= Information provided =

use axum::{
    extract::{Path, State},
    middleware as axum_middleware,
    routing::{get, post},
    Json, Router,
};
use chrono::Utc;

use crate::endpoints::{validate_request, ApiJson, ApiQuery};
use crate::error::{AppError, Result};
use crate::middleware::{require_identity, Authorized, CompanyAdminOrAbove, Identity};
use crate::models::invitation::InvitationStatus;
use crate::schemas::{
    AcceptInvitationRequest, AcceptInvitationResponse, CreateInvitationRequest,
    InvitationListQuery, InvitationResponse, ValidateInvitationQuery, ValidateInvitationResponse,
};
use crate::services::invitation::{InvitationError, InvitationFilter, NewInvitation};
use crate::state::AppState;

/// Create invitation routes
pub fn invitations_routes(state: AppState) -> Router {
    let protected = Router::new()
        .route("/", get(list_invitations).post(create_invitation))
        .route("/accept", post(accept_invitation))
        .route("/{invitation_id}/cancel", post(cancel_invitation))
        .route("/{invitation_id}/resend", post(resend_invitation))
        .route_layer(axum_middleware::from_fn_with_state(
            state.clone(),
            require_identity,
        ));

    // The acceptance page validates the token before the prospect signs in
    let public = Router::new().route("/validate", get(validate_invitation));

    protected.merge(public).with_state(state)
}

// ============================================================================
// Administrator Endpoints
// ============================================================================

/// Invite a prospective user
#[utoipa::path(
    post,
    path = "/api/invitations",
    tag = "Invitations",
    request_body = CreateInvitationRequest,
    responses(
        (status = 200, body = InvitationResponse),
        (status = 400, body = crate::error::ErrorResponse),
        (status = 403, body = crate::error::ErrorResponse),
        (status = 404, description = "Company not found", body = crate::error::ErrorResponse),
        (status = 500, description = "Invitation email could not be sent", body = crate::error::ErrorResponse)
    )
)]
pub async fn create_invitation(
    State(state): State<AppState>,
    auth: Authorized<CompanyAdminOrAbove>,
    ApiJson(payload): ApiJson<CreateInvitationRequest>,
) -> Result<Json<InvitationResponse>> {
    validate_request(&payload)?;

    let new = NewInvitation {
        email: payload.email.clone(),
        role: payload.role,
        company_id: payload.company_id,
        user_data: payload.user_data(),
    };

    let created = state.invitations.create(auth.user(), new).await?;

    Ok(Json(InvitationResponse::from_model(
        created.invitation,
        created.company_name,
        Utc::now(),
    )))
}

/// List invitations visible to the caller
#[utoipa::path(
    get,
    path = "/api/invitations",
    tag = "Invitations",
    params(InvitationListQuery),
    responses(
        (status = 200, body = Vec<InvitationResponse>),
        (status = 403, body = crate::error::ErrorResponse)
    )
)]
pub async fn list_invitations(
    State(state): State<AppState>,
    auth: Authorized<CompanyAdminOrAbove>,
    ApiQuery(query): ApiQuery<InvitationListQuery>,
) -> Result<Json<Vec<InvitationResponse>>> {
    let status = match query.status.as_deref() {
        Some(s) => Some(
            InvitationStatus::parse(s)
                .ok_or_else(|| AppError::BadRequest(format!("Unknown status: {}", s)))?,
        ),
        None => None,
    };

    let now = Utc::now();
    let invitations = state
        .invitations
        .list(
            auth.user(),
            InvitationFilter {
                status,
                company_id: query.company_id,
            },
        )
        .await?
        .into_iter()
        .map(|d| InvitationResponse::from_model(d.invitation, d.company_name, now))
        .collect();

    Ok(Json(invitations))
}

/// Cancel a pending invitation
#[utoipa::path(
    post,
    path = "/api/invitations/{invitation_id}/cancel",
    tag = "Invitations",
    params(("invitation_id" = i64, Path, description = "Invitation id")),
    responses(
        (status = 200, body = InvitationResponse),
        (status = 400, description = "Invitation is not pending", body = crate::error::ErrorResponse),
        (status = 404, body = crate::error::ErrorResponse)
    )
)]
pub async fn cancel_invitation(
    State(state): State<AppState>,
    auth: Authorized<CompanyAdminOrAbove>,
    Path(invitation_id): Path<i64>,
) -> Result<Json<InvitationResponse>> {
    let cancelled = state.invitations.cancel(auth.user(), invitation_id).await?;
    Ok(Json(InvitationResponse::from_model(
        cancelled.invitation,
        cancelled.company_name,
        Utc::now(),
    )))
}

/// Re-send the invitation email with the existing token
#[utoipa::path(
    post,
    path = "/api/invitations/{invitation_id}/resend",
    tag = "Invitations",
    params(("invitation_id" = i64, Path, description = "Invitation id")),
    responses(
        (status = 200, body = InvitationResponse),
        (status = 400, body = crate::error::ErrorResponse),
        (status = 404, body = crate::error::ErrorResponse),
        (status = 500, body = crate::error::ErrorResponse)
    )
)]
pub async fn resend_invitation(
    State(state): State<AppState>,
    auth: Authorized<CompanyAdminOrAbove>,
    Path(invitation_id): Path<i64>,
) -> Result<Json<InvitationResponse>> {
    let resent = state.invitations.resend(auth.user(), invitation_id).await?;
    Ok(Json(InvitationResponse::from_model(
        resent.invitation,
        resent.company_name,
        Utc::now(),
    )))
}

// ============================================================================
// Prospect Endpoints
// ============================================================================

/// Look up an invitation by token
#[utoipa::path(
    get,
    path = "/api/invitations/validate",
    tag = "Invitations",
    params(ValidateInvitationQuery),
    responses(
        (status = 200, body = ValidateInvitationResponse),
        (status = 400, description = "Invitation has expired", body = crate::error::ErrorResponse),
        (status = 404, description = "Invalid or expired invitation", body = crate::error::ErrorResponse)
    )
)]
pub async fn validate_invitation(
    State(state): State<AppState>,
    ApiQuery(query): ApiQuery<ValidateInvitationQuery>,
) -> Result<Json<ValidateInvitationResponse>> {
    let details = state
        .invitations
        .validate(&query.token)
        .await
        .map_err(|e| match e {
            InvitationError::InvalidInvitation => AppError::NotFound(e.to_string()),
            e => e.into(),
        })?;

    let user_data = details
        .invitation
        .parsed_user_data()
        .map_err(|e| AppError::Internal(format!("Stored invitation data is invalid: {}", e)))?;

    Ok(Json(ValidateInvitationResponse {
        email: details.invitation.email,
        role: details.invitation.role,
        company_name: details.company_name,
        user_data,
        expires_at: details.invitation.expires_at,
    }))
}

/// Accept an invitation as the signed-in identity
#[utoipa::path(
    post,
    path = "/api/invitations/accept",
    tag = "Invitations",
    request_body = AcceptInvitationRequest,
    responses(
        (status = 200, body = AcceptInvitationResponse),
        (status = 400, body = crate::error::ErrorResponse),
        (status = 401, body = crate::error::ErrorResponse)
    )
)]
pub async fn accept_invitation(
    State(state): State<AppState>,
    identity: Identity,
    ApiJson(payload): ApiJson<AcceptInvitationRequest>,
) -> Result<Json<AcceptInvitationResponse>> {
    validate_request(&payload)?;

    if identity.user().is_some() {
        return Err(InvitationError::AlreadyRegistered.into());
    }

    let email = identity
        .email()
        .ok_or_else(|| AppError::BadRequest("Session carries no email address".to_string()))?;

    let user = state
        .invitations
        .accept(identity.subject(), email, &payload.token)
        .await?;

    Ok(Json(AcceptInvitationResponse {
        message: "Invitation accepted".to_string(),
        user: user.into(),
    }))
}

= What you need to do =
Return the entries above exactly as they were written.

= Task result =
use axum::{
    extract::{Path, State},
    middleware as axum_middleware,
    routing::{get, post},
    Json, Router,
};
use chrono::Utc;

use crate::endpoints::{validate_request, ApiJson, ApiQuery};
use crate::error::{AppError, Result};
use crate::middleware::{require_identity, Authorized, CompanyAdminOrAbove, Identity};
use crate::models::invitation::InvitationStatus;
use crate::schemas::{
    AcceptInvitationRequest, AcceptInvitationResponse, CreateInvitationRequest,
    InvitationListQuery, InvitationResponse, ValidateInvitationQuery, ValidateInvitationResponse,
};
use crate::services::invitation::{InvitationError, InvitationFilter, NewInvitation};
use crate::state::AppState;

/// Create invitation routes
pub fn invitations_routes(state: AppState) -> Router {
    let protected = Router::new()
        .route("/", get(list_invitations).post(create_invitation))
        .route("/accept", post(accept_invitation))
        .route("/{invitation_id}/cancel", post(cancel_invitation))
        .route("/{invitation_id}/resend", post(resend_invitation))
        .route_layer(axum_middleware::from_fn_with_state(
            state.clone(),
            require_identity,
        ));

    // The acceptance page validates the token before the prospect signs in
    let public = Router::new().route("/validate", get(validate_invitation));

    protected.merge(public).with_state(state)
}

// ============================================================================
// Administrator Endpoints
// ============================================================================

/// Invite a prospective user
#[utoipa::path(
    post,
    path = "/api/invitations",
    tag = "Invitations",
    request_body = CreateInvitationRequest,
    responses(
        (status = 200, body = InvitationResponse),
        (status = 400, body = crate::error::ErrorResponse),
        (status = 403, body = crate::error::ErrorResponse),
        (status = 404, description = "Company not found", body = crate::error::ErrorResponse),
        (status = 500, description = "Invitation email could not be sent", body = crate::error::ErrorResponse)
    )
)]
pub async fn create_invitation(
    State(state): State<AppState>,
    auth: Authorized<CompanyAdminOrAbove>,
    ApiJson(payload): ApiJson<CreateInvitationRequest>,
) -> Result<Json<InvitationResponse>> {
    validate_request(&payload)?;

    let new = NewInvitation {
        email: payload.email.clone(),
        role: payload.role,
        company_id: payload.company_id,
        user_data: payload.user_data(),
    };

    let created = state.invitations.create(auth.user(), new).await?;

    Ok(Json(InvitationResponse::from_model(
        created.invitation,
        created.company_name,
        Utc::now(),
    )))
}

/// List invitations visible to the caller
#[utoipa::path(
    get,
    path = "/api/invitations",
    tag = "Invitations",
    params(InvitationListQuery),
    responses(
        (status = 200, body = Vec<InvitationResponse>),
        (status = 403, body = crate::error::ErrorResponse)
    )
)]
pub async fn list_invitations(
    State(state): State<AppState>,
    auth: Authorized<CompanyAdminOrAbove>,
    ApiQuery(query): ApiQuery<InvitationListQuery>,
) -> Result<Json<Vec<InvitationResponse>>> {
    let status = match query.status.as_deref() {
        Some(s) => Some(
            InvitationStatus::parse(s)
                .ok_or_else(|| AppError::BadRequest(format!("Unknown status: {}", s)))?,
        ),
        None => None,
    };

    let now = Utc::now();
    let invitations = state
        .invitations
        .list(
            auth.user(),
            InvitationFilter {
                status,
                company_id: query.company_id,
            },
        )
        .await?
        .into_iter()
        .map(|d| InvitationResponse::from_model(d.invitation, d.company_name, now))
        .collect();

    Ok(Json(invitations))
}

/// Cancel a pending invitation
#[utoipa::path(
    post,
    path = "/api/invitations/{invitation_id}/cancel",
    tag = "Invitations",
    params(("invitation_id" = i64, Path, description = "Invitation id")),
    responses(
        (status = 200, body = InvitationResponse),
        (status = 400, description = "Invitation is not pending", body = crate::error::ErrorResponse),
        (status = 404, body = crate::error::ErrorResponse)
    )
)]
pub async fn cancel_invitation(
    State(state): State<AppState>,
    auth: Authorized<CompanyAdminOrAbove>,
    Path(invitation_id): Path<i64>,
) -> Result<Json<InvitationResponse>> {
    let cancelled = state.invitations.cancel(auth.user(), invitation_id).await?;
    Ok(Json(InvitationResponse::from_model(
        cancelled.invitation,
        cancelled.company_name,
        Utc::now(),
    )))
}

/// Re-send the invitation email with the existing token
#[utoipa::path(
    post,
    path = "/api/invitations/{invitation_id}/resend",
    tag = "Invitations",
    params(("invitation_id" = i64, Path, description = "Invitation id")),
    responses(
        (status = 200, body = InvitationResponse),
        (status = 400, body = crate::error::ErrorResponse),
        (status = 404, body = crate::error::ErrorResponse),
        (status = 500, body = crate::error::ErrorResponse)
    )
)]
pub async fn resend_invitation(
    State(state): State<AppState>,
    auth: Authorized<CompanyAdminOrAbove>,
    Path(invitation_id): Path<i64>,
) -> Result<Json<InvitationResponse>> {
    let resent = state.invitations.resend(auth.user(), invitation_id).await?;
    Ok(Json(InvitationResponse::from_model(
        resent.invitation,
        resent.company_name,
        Utc::now(),
    )))
}

// ============================================================================
// Prospect Endpoints
// ============================================================================

/// Look up an invitation by token
#[utoipa::path(
    get,
    path = "/api/invitations/validate",
    tag = "Invitations",
    params(ValidateInvitationQuery),
    responses(
        (status = 200, body = ValidateInvitationResponse),
        (status = 400, description = "Invitation has expired", body = crate::error::ErrorResponse),
        (status = 404, description = "Invalid or expired invitation", body = crate::error::ErrorResponse)
    )
)]
pub async fn validate_invitation(
    State(state): State<AppState>,
    ApiQuery(query): ApiQuery<ValidateInvitationQuery>,
) -> Result<Json<ValidateInvitationResponse>> {
    let details = state
        .invitations
        .validate(&query.token)
        .await
        .map_err(|e| match e {
            InvitationError::InvalidInvitation => AppError::NotFound(e.to_string()),
            e => e.into(),
        })?;

    let user_data = details
        .invitation
        .parsed_user_data()
        .map_err(|e| AppError::Internal(format!("Stored invitation data is invalid: {}", e)))?;

    Ok(Json(ValidateInvitationResponse {
        email: details.invitation.email,
        role: details.invitation.role,
        company_name: details.company_name,
        user_data,
        expires_at: details.invitation.expires_at,
    }))
}

/// Accept an invitation as the signed-in identity
#[utoipa::path(
    post,
    path = "/api/invitations/accept",
    tag = "Invitations",
    request_body = AcceptInvitationRequest,
    responses(
        (status = 200, body = AcceptInvitationResponse),
        (status = 400, body = crate::error::ErrorResponse),
        (status = 401, body = crate::error::ErrorResponse)
    )
)]
pub async fn accept_invitation(
    State(state): State<AppState>,
    identity: Identity,
    ApiJson(payload): ApiJson<AcceptInvitationRequest>,
) -> Result<Json<AcceptInvitationResponse>> {
    validate_request(&payload)?;

    if identity.user().is_some() {
        return Err(InvitationError::AlreadyRegistered.into());
    }

    let email = identity
        .email()
        .ok_or_else(|| AppError::BadRequest("Session carries no email address".to_string()))?;

    let user = state
        .invitations
        .accept(identity.subject(), email, &payload.token)
        .await?;

    Ok(Json(AcceptInvitationResponse {
        message: "Invitation accepted".to_string(),
        user: user.into(),
    }))
}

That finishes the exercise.